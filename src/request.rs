use std::{error::Error, net::SocketAddr};

use http::{header::USER_AGENT, Request, StatusCode, Uri};
use serde_json::json;
use url::form_urlencoded;

use crate::{
    config::Severity,
    fields::{to_fields, Fields, Payload},
    logger::{stack_trace, Logger},
};

/// Query parameter removed from logged URLs; it usually carries an API key.
const STRIPPED_QUERY_PARAM: &str = "key";

/// Forces Error Reporting to treat a record as an error event whatever other fields it has.
const REPORTED_ERROR_EVENT_TYPE: &str =
    "type.googleapis.com/google.devtools.clouderrorreporting.v1beta1.ReportedErrorEvent";

#[derive(Debug, thiserror::Error)]
pub enum ValidationError {
    #[error("cannot log nil request")]
    NilRequest,
}

/// The request and response details a [`RequestLogger`] is built from.
#[derive(Debug)]
pub struct HttpRequestFields<'r, B> {
    pub request: Option<&'r Request<B>>,
    pub status: StatusCode,
    /// Address of the client. When unset, a [`SocketAddr`] stored in the request's extensions is
    /// used instead.
    pub remote_addr: Option<SocketAddr>,
}

impl<'r, B> HttpRequestFields<'r, B> {
    pub fn new(request: &'r Request<B>, status: StatusCode) -> Self {
        Self {
            request: Some(request),
            status,
            remote_addr: None,
        }
    }

    pub fn with_remote_addr(mut self, remote_addr: SocketAddr) -> Self {
        self.remote_addr = Some(remote_addr);
        self
    }
}

/// Logger for a single HTTP request.
///
/// Cloud Logging and Error Reporting describe a request with differently named fields, so
/// [`info_json_payload`](Self::info_json_payload) and [`error`](Self::error) write different
/// shapes from the same snapshot.
#[derive(Debug)]
pub struct RequestLogger<'l> {
    method: String,
    url: String,
    user_agent: String,
    remote_ip: String,
    status: u16,
    protocol: String,
    logger: &'l Logger,
}

impl Logger {
    /// Snapshots `fields` into a [`RequestLogger`] that logs through `self`.
    ///
    /// # Errors
    ///
    /// Returns [`ValidationError::NilRequest`] when no request is given.
    pub fn request_logger<B>(
        &self,
        fields: HttpRequestFields<'_, B>,
    ) -> Result<RequestLogger<'_>, ValidationError> {
        let request = fields.request.ok_or(ValidationError::NilRequest)?;

        let remote_ip = fields
            .remote_addr
            .or_else(|| request.extensions().get::<SocketAddr>().copied())
            .map(|addr| addr.to_string())
            .unwrap_or_default();
        let user_agent = request
            .headers()
            .get(USER_AGENT)
            .and_then(|value| value.to_str().ok())
            .unwrap_or_default()
            .to_owned();

        Ok(RequestLogger {
            method: request.method().to_string(),
            url: strip_query_param(request.uri(), STRIPPED_QUERY_PARAM),
            user_agent,
            remote_ip,
            status: fields.status.as_u16(),
            protocol: format!("{:?}", request.version()),
            logger: self,
        })
    }
}

impl<'l> RequestLogger<'l> {
    /// Logs `payload` at the info level with the request in Cloud Logging's `httpRequest` field.
    ///
    /// Payload keys are written after `httpRequest`, so a payload that has its own `httpRequest`
    /// key replaces it.
    pub fn info_json_payload(&self, payload: &Payload) {
        let mut fields = Fields::new();
        fields.insert(
            "httpRequest".to_owned(),
            json!({
                "requestMethod": self.method,
                "requestUrl": self.url,
                "userAgent": self.user_agent,
                "remoteIp": self.remote_ip,
                "status": self.status,
                "protocol": self.protocol,
            }),
        );
        fields.extend(to_fields(payload));

        self.logger.entry().with_fields(fields).info("");
    }

    /// Reports `err` to Error Reporting together with the request that caused it.
    pub fn error(&self, err: &dyn Error) {
        let engine = self.logger.engine();
        if !engine.enabled(Severity::Error) {
            return;
        }

        let mut fields = Fields::new();
        fields.insert(
            "serviceContext".to_owned(),
            self.logger.service_context().to_json(),
        );
        fields.insert(
            "context".to_owned(),
            json!({
                "httpRequest": {
                    "method": self.method,
                    "url": self.url,
                    "userAgent": self.user_agent,
                    "responseStatusCode": self.status,
                    "remoteIp": self.remote_ip,
                },
            }),
        );
        fields.insert("eventTime".to_owned(), engine.timestamp().into());
        fields.insert("stack_trace".to_owned(), stack_trace(err).into());
        fields.insert("@type".to_owned(), REPORTED_ERROR_EVENT_TYPE.into());

        self.logger.entry().with_fields(fields).error(err);
    }

    pub fn method(&self) -> &str {
        &self.method
    }

    /// The request URL without the stripped query parameter.
    pub fn url(&self) -> &str {
        &self.url
    }

    pub fn user_agent(&self) -> &str {
        &self.user_agent
    }

    pub fn remote_ip(&self) -> &str {
        &self.remote_ip
    }

    pub fn status(&self) -> u16 {
        self.status
    }

    pub fn protocol(&self) -> &str {
        &self.protocol
    }

    pub fn logger(&self) -> &'l Logger {
        self.logger
    }
}

/// Rebuilds `uri` without any `strip_key` query parameter.
///
/// Remaining parameters are sorted by key and form-encoded again; an empty query drops the `?`.
/// An authority without a scheme (`CONNECT` targets) is written as `//host:port`.
fn strip_query_param(uri: &Uri, strip_key: &str) -> String {
    let mut stripped = String::new();
    if let Some(scheme) = uri.scheme_str() {
        stripped.push_str(scheme);
        stripped.push(':');
    }
    if let Some(authority) = uri.authority() {
        stripped.push_str("//");
        stripped.push_str(authority.as_str());
    }
    stripped.push_str(uri.path());

    let mut pairs = form_urlencoded::parse(uri.query().unwrap_or_default().as_bytes())
        .filter(|(key, _)| key != strip_key)
        .collect::<Vec<_>>();
    pairs.sort_by(|(a, _), (b, _)| a.cmp(b));

    if !pairs.is_empty() {
        stripped.push('?');
        stripped.push_str(
            &form_urlencoded::Serializer::new(String::new())
                .extend_pairs(pairs)
                .finish(),
        );
    }

    stripped
}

> **Problem details**: Go through the entries above and write each one out exactly.

> **Task answer**:
filename src/request.rs
use std::{error::Error, net::SocketAddr};

use http::{header::USER_AGENT, Request, StatusCode, Uri};
use serde_json::json;
use url::form_urlencoded;

use crate::{
    config::Severity,
    fields::{to_fields, Fields, Payload},
    logger::{stack_trace, Logger},
};

/// Query parameter removed from logged URLs; it usually carries an API key.
const STRIPPED_QUERY_PARAM: &str = "key";

/// Forces Error Reporting to treat a record as an error event whatever other fields it has.
const REPORTED_ERROR_EVENT_TYPE: &str =
    "type.googleapis.com/google.devtools.clouderrorreporting.v1beta1.ReportedErrorEvent";

#[derive(Debug, thiserror::Error)]
pub enum ValidationError {
    #[error("cannot log nil request")]
    NilRequest,
}

/// The request and response details a [`RequestLogger`] is built from.
#[derive(Debug)]
pub struct HttpRequestFields<'r, B> {
    pub request: Option<&'r Request<B>>,
    pub status: StatusCode,
    /// Address of the client. When unset, a [`SocketAddr`] stored in the request's extensions is
    /// used instead.
    pub remote_addr: Option<SocketAddr>,
}

impl<'r, B> HttpRequestFields<'r, B> {
    pub fn new(request: &'r Request<B>, status: StatusCode) -> Self {
        Self {
            request: Some(request),
            status,
            remote_addr: None,
        }
    }

    pub fn with_remote_addr(mut self, remote_addr: SocketAddr) -> Self {
        self.remote_addr = Some(remote_addr);
        self
    }
}

/// Logger for a single HTTP request.
///
/// Cloud Logging and Error Reporting describe a request with differently named fields, so
/// [`info_json_payload`](Self::info_json_payload) and [`error`](Self::error) write different
/// shapes from the same snapshot.
#[derive(Debug)]
pub struct RequestLogger<'l> {
    method: String,
    url: String,
    user_agent: String,
    remote_ip: String,
    status: u16,
    protocol: String,
    logger: &'l Logger,
}

impl Logger {
    /// Snapshots `fields` into a [`RequestLogger`] that logs through `self`.
    ///
    /// # Errors
    ///
    /// Returns [`ValidationError::NilRequest`] when no request is given.
    pub fn request_logger<B>(
        &self,
        fields: HttpRequestFields<'_, B>,
    ) -> Result<RequestLogger<'_>, ValidationError> {
        let request = fields.request.ok_or(ValidationError::NilRequest)?;

        let remote_ip = fields
            .remote_addr
            .or_else(|| request.extensions().get::<SocketAddr>().copied())
            .map(|addr| addr.to_string())
            .unwrap_or_default();
        let user_agent = request
            .headers()
            .get(USER_AGENT)
            .and_then(|value| value.to_str().ok())
            .unwrap_or_default()
            .to_owned();

        Ok(RequestLogger {
            method: request.method().to_string(),
            url: strip_query_param(request.uri(), STRIPPED_QUERY_PARAM),
            user_agent,
            remote_ip,
            status: fields.status.as_u16(),
            protocol: format!("{:?}", request.version()),
            logger: self,
        })
    }
}

impl<'l> RequestLogger<'l> {
    /// Logs `payload` at the info level with the request in Cloud Logging's `httpRequest` field.
    ///
    /// Payload keys are written after `httpRequest`, so a payload that has its own `httpRequest`
    /// key replaces it.
    pub fn info_json_payload(&self, payload: &Payload) {
        let mut fields = Fields::new();
        fields.insert(
            "httpRequest".to_owned(),
            json!({
                "requestMethod": self.method,
                "requestUrl": self.url,
                "userAgent": self.user_agent,
                "remoteIp": self.remote_ip,
                "status": self.status,
                "protocol": self.protocol,
            }),
        );
        fields.extend(to_fields(payload));

        self.logger.entry().with_fields(fields).info("");
    }

    /// Reports `err` to Error Reporting together with the request that caused it.
    pub fn error(&self, err: &dyn Error) {
        let engine = self.logger.engine();
        if !engine.enabled(Severity::Error) {
            return;
        }

        let mut fields = Fields::new();
        fields.insert(
            "serviceContext".to_owned(),
            self.logger.service_context().to_json(),
        );
        fields.insert(
            "context".to_owned(),
            json!({
                "httpRequest": {
                    "method": self.method,
                    "url": self.url,
                    "userAgent": self.user_agent,
                    "responseStatusCode": self.status,
                    "remoteIp": self.remote_ip,
                },
            }),
        );
        fields.insert("eventTime".to_owned(), engine.timestamp().into());
        fields.insert("stack_trace".to_owned(), stack_trace(err).into());
        fields.insert("@type".to_owned(), REPORTED_ERROR_EVENT_TYPE.into());

        self.logger.entry().with_fields(fields).error(err);
    }

    pub fn method(&self) -> &str {
        &self.method
    }

    /// The request URL without the stripped query parameter.
    pub fn url(&self) -> &str {
        &self.url
    }

    pub fn user_agent(&self) -> &str {
        &self.user_agent
    }

    pub fn remote_ip(&self) -> &str {
        &self.remote_ip
    }

    pub fn status(&self) -> u16 {
        self.status
    }

    pub fn protocol(&self) -> &str {
        &self.protocol
    }

    pub fn logger(&self) -> &'l Logger {
        self.logger
    }
}

/// Rebuilds `uri` without any `strip_key` query parameter.
///
/// Remaining parameters are sorted by key and form-encoded again; an empty query drops the `?`.
/// An authority without a scheme (`CONNECT` targets) is written as `//host:port`.
fn strip_query_param(uri: &Uri, strip_key: &str) -> String {
    let mut stripped = String::new();
    if let Some(scheme) = uri.scheme_str() {
        stripped.push_str(scheme);
        stripped.push(':');
    }
    if let Some(authority) = uri.authority() {
        stripped.push_str("//");
        stripped.push_str(authority.as_str());
    }
    stripped.push_str(uri.path());

    let mut pairs = form_urlencoded::parse(uri.query().unwrap_or_default().as_bytes())
        .filter(|(key, _)| key != strip_key)
        .collect::<Vec<_>>();
    pairs.sort_by(|(a, _), (b, _)| a.cmp(b));

    if !pairs.is_empty() {
        stripped.push('?');
        stripped.push_str(
            &form_urlencoded::Serializer::new(String::new())
                .extend_pairs(pairs)
                .finish(),
        );
    }

    stripped
}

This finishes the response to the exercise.